By his own admission, Adam Driver was way too young when he first saw Arnold Schwarzenegger’s muscle-bound military man battle an intergalactic bounty hunter in John McTiernan’s 1987 action classic, Predator. “Predator was part of my DNA when it shouldn’t have been,” the 39-year-old actor tells Yahoo Entertainment with a laugh. “The whole ending is a f***ing masterpiece! From the moment he falls off the waterfall to the end, (action movies) can’t get any better than that.”
Fast forward to 2023 and Driver is headlining his own version of a sci-fi survival action film, 65. Written and directed by Scott Beck and Bryan Woods – the duo that dreamed of A quiet place — The Sam Raimi-produced yarn follows Driver’s alien pilot, Mills, whose spacecraft crashes on a prehistoric Earth. With all of the ship’s cryogenically frozen passengers dead, Mills must get off the planet before he is eaten by hungry dinosaurs or obliterated by a climate-changing comet. The high-concept combination of forest-based sets, giant reptiles and a well-armed leading man does 65 play as an intermediary First Blood, Land of the Lost and of course, Predator. Not that Driver would ever dream of comparing himself to a genre icon like Ah-nuld.
“It’s a massive compliment, but I think we’re in completely different categories,” he says modestly when the names of Stallone and Schwarzenegger are invoked in relation to his own action hero ride. “I wasn’t thinking like, ‘This is where I go on set and just crush protein bars and scare people.’ It was more exciting for me that this movie had big sets and laser guns, but my character’s anger and aggression comes from a place of real pain. That grounded the character for me.”
Watch our interview with Adam Driver on YouTube
The directors, on the other hand, have no qualms about branding Driver as one of Hollywood’s last real action heroes. “Adam might as well be Tom Cruise for us,” says Woods. “He is a large action actor. He does all his own stunts and he loves to incorporate stunt work into the physicality of what the role requires as part of the character’s arc.”
Beck adds that Driver’s 65 character was equally inspired by Sigourney Weaver’s groundbreaking turn as Ellen Ripley in the Alien franchise – especially in James Cameron’s Foreigners, which hit theaters at the height of Schwarzenegger and Stallone’s ’80s run. Like Ripley in that 1986 film, Mills is revealed to face a future without his beloved daughter whose illness may kill her before he returns with the funds to pay for much-needed medical care.
“There was this quiet nuance that Sigourney was able to funnel through in the midst of Stallone’s (at the time),” the director explains. “We had that in the back of our minds in terms of writing Mills. He has to play someone who can take care of business and go toe-to-toe with these dinosaurs, but he also struggles with grief and loss.

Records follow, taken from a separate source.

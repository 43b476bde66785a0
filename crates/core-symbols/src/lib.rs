//! Scoped symbol table: name → symbol mapping with lifecycle, kind, type,
//! and storage location.
//!
//! Scoping is lexical with explicit `enter_scope`/`exit_scope`. Symbols are
//! never discarded on scope exit — codegen and liveness consult them after
//! the builder pass has finished — so each symbol records the scope level,
//! block id, and owning function under which it was declared, and lookup
//! filters on visibility from the current position.

use core_ast::VarType;
use std::collections::HashMap;
use thiserror::Error;
use tracing::trace;

#[derive(Debug, Error)]
pub enum SymbolError {
    #[error("duplicate declaration of '{name}' in {function}")]
    Duplicate { name: String, function: String },
    #[error("unknown symbol '{0}'")]
    Unknown(String),
}

#[derive(Debug, Clone, Copy, PartialEq, Eq, Hash)]
pub enum SymbolKind {
    LocalVar,
    StaticVar,
    GlobalVar,
    MemberVar,
    Parameter,
    Function,
    FloatFunction,
    Routine,
    Label,
    Manifest,
    RuntimeFunction,
    RuntimeFloatFunction,
    RuntimeListFunction,
    RuntimeRoutine,
    RuntimeFloatRoutine,
}

impl SymbolKind {
    pub fn is_runtime(self) -> bool {
        matches!(
            self,
            SymbolKind::RuntimeFunction
                | SymbolKind::RuntimeFloatFunction
                | SymbolKind::RuntimeListFunction
                | SymbolKind::RuntimeRoutine
                | SymbolKind::RuntimeFloatRoutine
        )
    }

    pub fn is_function_like(self) -> bool {
        matches!(
            self,
            SymbolKind::Function | SymbolKind::FloatFunction | SymbolKind::Routine
        ) || self.is_runtime()
    }

    pub fn is_float_function(self) -> bool {
        matches!(
            self,
            SymbolKind::FloatFunction
                | SymbolKind::RuntimeFloatFunction
                | SymbolKind::RuntimeFloatRoutine
        )
    }
}

/// Where a symbol's value lives once storage has been assigned.
#[derive(Debug, Clone, Copy, PartialEq, Eq, Default)]
pub enum SymbolLocation {
    #[default]
    Unknown,
    /// Offset from the frame pointer, in bytes.
    Stack(i32),
    /// Offset into the data segment, in bytes.
    Data(usize),
    /// Manifest constants: the value itself.
    Absolute(i64),
    /// Code address named by the symbol's label.
    Label,
}

#[derive(Debug, Clone, Copy, PartialEq, Eq)]
pub struct ParameterInfo {
    pub ty: VarType,
    pub is_optional: bool,
}

#[derive(Debug, Clone)]
pub struct Symbol {
    pub name: String,
    pub kind: SymbolKind,
    pub ty: VarType,
    /// Lexical depth: global = 0, function = 1, nested blocks deeper.
    pub scope_level: u32,
    /// Unique id of the specific block where the symbol was declared.
    pub block_id: u32,
    pub function_name: String,
    /// Owning class for member variables and methods.
    pub class_name: Option<String>,
    /// Drives `DEFER` release synthesis; cleared by retain analysis.
    pub owns_heap_memory: bool,
    pub contains_literals: bool,
    pub location: SymbolLocation,
    /// Element count for sized vectors, when statically known.
    pub size: Option<u64>,
    pub parameters: Vec<ParameterInfo>,
}

impl Symbol {
    pub fn new(name: impl Into<String>, kind: SymbolKind, ty: VarType) -> Self {
        Symbol {
            name: name.into(),
            kind,
            ty,
            scope_level: 0,
            block_id: 0,
            function_name: String::new(),
            class_name: None,
            owns_heap_memory: false,
            contains_literals: false,
            location: SymbolLocation::Unknown,
            size: None,
            parameters: Vec::new(),
        }
    }

    pub fn is_variable(&self) -> bool {
        matches!(
            self.kind,
            SymbolKind::LocalVar
                | SymbolKind::StaticVar
                | SymbolKind::GlobalVar
                | SymbolKind::Parameter
        )
    }

    pub fn is_local(&self) -> bool {
        matches!(self.kind, SymbolKind::LocalVar | SymbolKind::Parameter)
    }

    pub fn is_manifest(&self) -> bool {
        self.kind == SymbolKind::Manifest
    }
}

/// Number of anonymous `ANY`-typed temporaries pre-allocated per function
/// scope; passes that need a scratch variable (LICM, inlining) claim them.
pub const FUNCTION_TEMP_COUNT: usize = 4;

#[derive(Debug, Clone)]
struct Scope {
    level: u32,
    block_id: u32,
    function_name: String,
    names: Vec<String>,
}

/// The table itself. Symbols are stored qualified by `(function, name)` so a
/// name declared in two functions never collides; globals qualify under the
/// empty function name.
#[derive(Debug, Default)]
pub struct SymbolTable {
    symbols: HashMap<String, Symbol>,
    scopes: Vec<Scope>,
    next_block_id: u32,
    next_temp: u32,
}

impl SymbolTable {
    pub fn new() -> Self {
        let mut t = SymbolTable {
            symbols: HashMap::new(),
            scopes: Vec::new(),
            next_block_id: 0,
            next_temp: 0,
        };
        t.enter_scope(""); // global scope, level 0
        t
    }

    fn qualify(function: &str, name: &str) -> String {
        if function.is_empty() {
            name.to_string()
        } else {
            format!("{function}::{name}")
        }
    }

    pub fn current_function(&self) -> &str {
        self.scopes
            .last()
            .map(|s| s.function_name.as_str())
            .unwrap_or("")
    }

    pub fn current_level(&self) -> u32 {
        self.scopes.last().map(|s| s.level).unwrap_or(0)
    }

    pub fn current_block_id(&self) -> u32 {
        self.scopes.last().map(|s| s.block_id).unwrap_or(0)
    }

    /// Enter a nested lexical scope. Passing a non-empty `function_name`
    /// starts a function scope and pre-allocates the anonymous temporaries.
    pub fn enter_scope(&mut self, function_name: &str) {
        let level = self.scopes.len() as u32;
        let block_id = self.next_block_id;
        self.next_block_id += 1;
        let function_name = if function_name.is_empty() {
            self.current_function().to_string()
        } else {
            function_name.to_string()
        };
        let is_function_scope = self
            .scopes
            .last()
            .map(|s| s.function_name != function_name)
            .unwrap_or(false);
        self.scopes.push(Scope {
            level,
            block_id,
            function_name: function_name.clone(),
            names: Vec::new(),
        });
        if is_function_scope {
            for _ in 0..FUNCTION_TEMP_COUNT {
                let name = format!("_temp{}", self.next_temp);
                self.next_temp += 1;
                let mut sym = Symbol::new(&name, SymbolKind::LocalVar, VarType::ANY);
                sym.scope_level = level;
                sym.block_id = block_id;
                sym.function_name = function_name.clone();
                let _ = self.declare(sym);
            }
        }
        trace!(target: "symbols", level, block_id, function = %function_name, "enter_scope");
    }

    pub fn exit_scope(&mut self) {
        if self.scopes.len() > 1
            && let Some(s) = self.scopes.pop()
        {
            trace!(target: "symbols", level = s.level, function = %s.function_name, "exit_scope");
        }
    }

    /// Declare a symbol in the current scope. Scope context fields are
    /// stamped from the scope stack; the caller fills the rest.
    pub fn declare(&mut self, mut sym: Symbol) -> Result<(), SymbolError> {
        sym.scope_level = self.current_level();
        sym.block_id = self.current_block_id();
        if sym.function_name.is_empty() {
            sym.function_name = self.current_function().to_string();
        }
        let key = Self::qualify(&sym.function_name, &sym.name);
        if let Some(existing) = self.symbols.get(&key)
            && existing.block_id == sym.block_id
        {
            return Err(SymbolError::Duplicate {
                name: sym.name,
                function: sym.function_name,
            });
        }
        if let Some(scope) = self.scopes.last_mut() {
            scope.names.push(sym.name.clone());
        }
        self.symbols.insert(key, sym);
        Ok(())
    }

    /// Innermost-enclosing lookup: the current function's qualified name
    /// first, then the global scope.
    pub fn lookup(&self, name: &str) -> Option<&Symbol> {
        self.lookup_in_function(name, self.current_function())
    }

    /// Function-context-aware lookup used by passes that walk the tree
    /// outside the builder's scope stack: consult `function`'s scope first,
    /// then fall back to globals.
    pub fn lookup_in_function(&self, name: &str, function: &str) -> Option<&Symbol> {
        if !function.is_empty()
            && let Some(sym) = self.symbols.get(&Self::qualify(function, name))
        {
            return Some(sym);
        }
        self.symbols.get(name)
    }

    pub fn lookup_mut(&mut self, name: &str, function: &str) -> Option<&mut Symbol> {
        let key = Self::qualify(function, name);
        if !function.is_empty() && self.symbols.contains_key(&key) {
            return self.symbols.get_mut(&key);
        }
        self.symbols.get_mut(name)
    }

    /// All symbols belonging to one function (parameters, locals, temps).
    pub fn function_symbols(&self, function: &str) -> impl Iterator<Item = &Symbol> {
        self.symbols
            .values()
            .filter(move |s| s.function_name == function)
    }

    pub fn all_symbols(&self) -> impl Iterator<Item = &Symbol> {
        self.symbols.values()
    }

    pub fn len(&self) -> usize {
        self.symbols.len()
    }

    pub fn is_empty(&self) -> bool {
        self.symbols.is_empty()
    }
}

#[cfg(test)]
mod tests {
    use super::*;

    #[test]
    fn function_scope_allocates_temps() {
        let mut t = SymbolTable::new();
        t.enter_scope("F");
        let temps: Vec<_> = t
            .function_symbols("F")
            .filter(|s| s.name.starts_with("_temp"))
            .collect();
        assert_eq!(temps.len(), FUNCTION_TEMP_COUNT);
        assert!(temps.iter().all(|s| s.ty == VarType::ANY));
    }

    #[test]
    fn duplicate_in_same_block_rejected() {
        let mut t = SymbolTable::new();
        t.enter_scope("F");
        t.declare(Symbol::new("X", SymbolKind::LocalVar, VarType::INTEGER))
            .unwrap();
        let err = t
            .declare(Symbol::new("X", SymbolKind::LocalVar, VarType::INTEGER))
            .unwrap_err();
        assert!(matches!(err, SymbolError::Duplicate { .. }));
    }

    #[test]
    fn shadowing_across_blocks_allowed() {
        let mut t = SymbolTable::new();
        t.enter_scope("F");
        t.declare(Symbol::new("X", SymbolKind::LocalVar, VarType::INTEGER))
            .unwrap();
        t.enter_scope("");
        // Same function, new block id: redeclaration shadows.
        t.declare(Symbol::new("X", SymbolKind::LocalVar, VarType::FLOAT))
            .unwrap();
        assert_eq!(t.lookup("X").unwrap().ty, VarType::FLOAT);
    }

    #[test]
    fn function_context_lookup_prefers_function_scope() {
        let mut t = SymbolTable::new();
        t.declare(Symbol::new("V", SymbolKind::GlobalVar, VarType::INTEGER))
            .unwrap();
        t.enter_scope("G");
        t.declare(Symbol::new("V", SymbolKind::LocalVar, VarType::FLOAT))
            .unwrap();
        t.exit_scope();
        assert_eq!(t.lookup_in_function("V", "G").unwrap().ty, VarType::FLOAT);
        assert_eq!(
            t.lookup_in_function("V", "").unwrap().kind,
            SymbolKind::GlobalVar
        );
    }
}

We wanted both. these aspects must be present in his journey and see him evolve as he tries to survive against this landscape.” Beck and Woods even gave Mills his own Newt. It turns out that a young girl, Koa (Araina Greenblatt), survived the crash and follows the pilot on his perilous jungle run.
If Predator reflects the kind of action hero Driver rooted in growing up, 65 reveals the action hero he hopes to be himself. “As you get older, a whole different world of movies comes into your diet, and what I love about a movie like this is the diversity and scope,” he notes. “This movie doesn’t let the acting get in the way of the characters. They’re not ciphers of people — they’re hopefully nuanced people that you root for.”
Driver’s attitude to heroism underwent a marked shift after his pre-Hollywood stint in the military. The San Diego-born actor enlisted in the Marines in the wake of the 9/11 terrorist attacks and served for two years before receiving a medical discharge following a serious injury while mountain biking. To this day, he continues to support military causes and founded the non-profit group, Arts in the Armed Forces, in 2006. (The organization disbanded in February).
Before enlisting, Driver’s perception of soldiers was largely shaped by hypermasculine action heroes like Schwarzenegger’s Predator Grade. But when he became a Marine himself, he discovered that the image of the purely “aggressive” and emotionless soldier is largely inaccurate. “Even the toughest guy, when you really get down to it, can be emotionally available,” he says. “The stereotype is that (soldiers) are inaccessible, and that’s a total myth.”
During his time as a Marine, Driver also came to understand that soldiers are, at heart, just human — something he says civilians don’t always understand. “They’ve decided to do this heroic thing that they didn’t want to see as that,” he explains. “They have exactly the same problems (as everyone else), they’re just human beings in this extraordinary situation.”
“I feel like civilians tend to look at them as these uber-disciplined types, and there’s that element, but they’re also capable of more emotion than that,” Driver continues. “That’s why it’s even more important that there’s room for people after the broadcast. We live in an acronym-heavy world, but they’re people like everyone else who have chosen to do this extraordinary work, and it’s hard for people not to.” look at them as a stereotype.”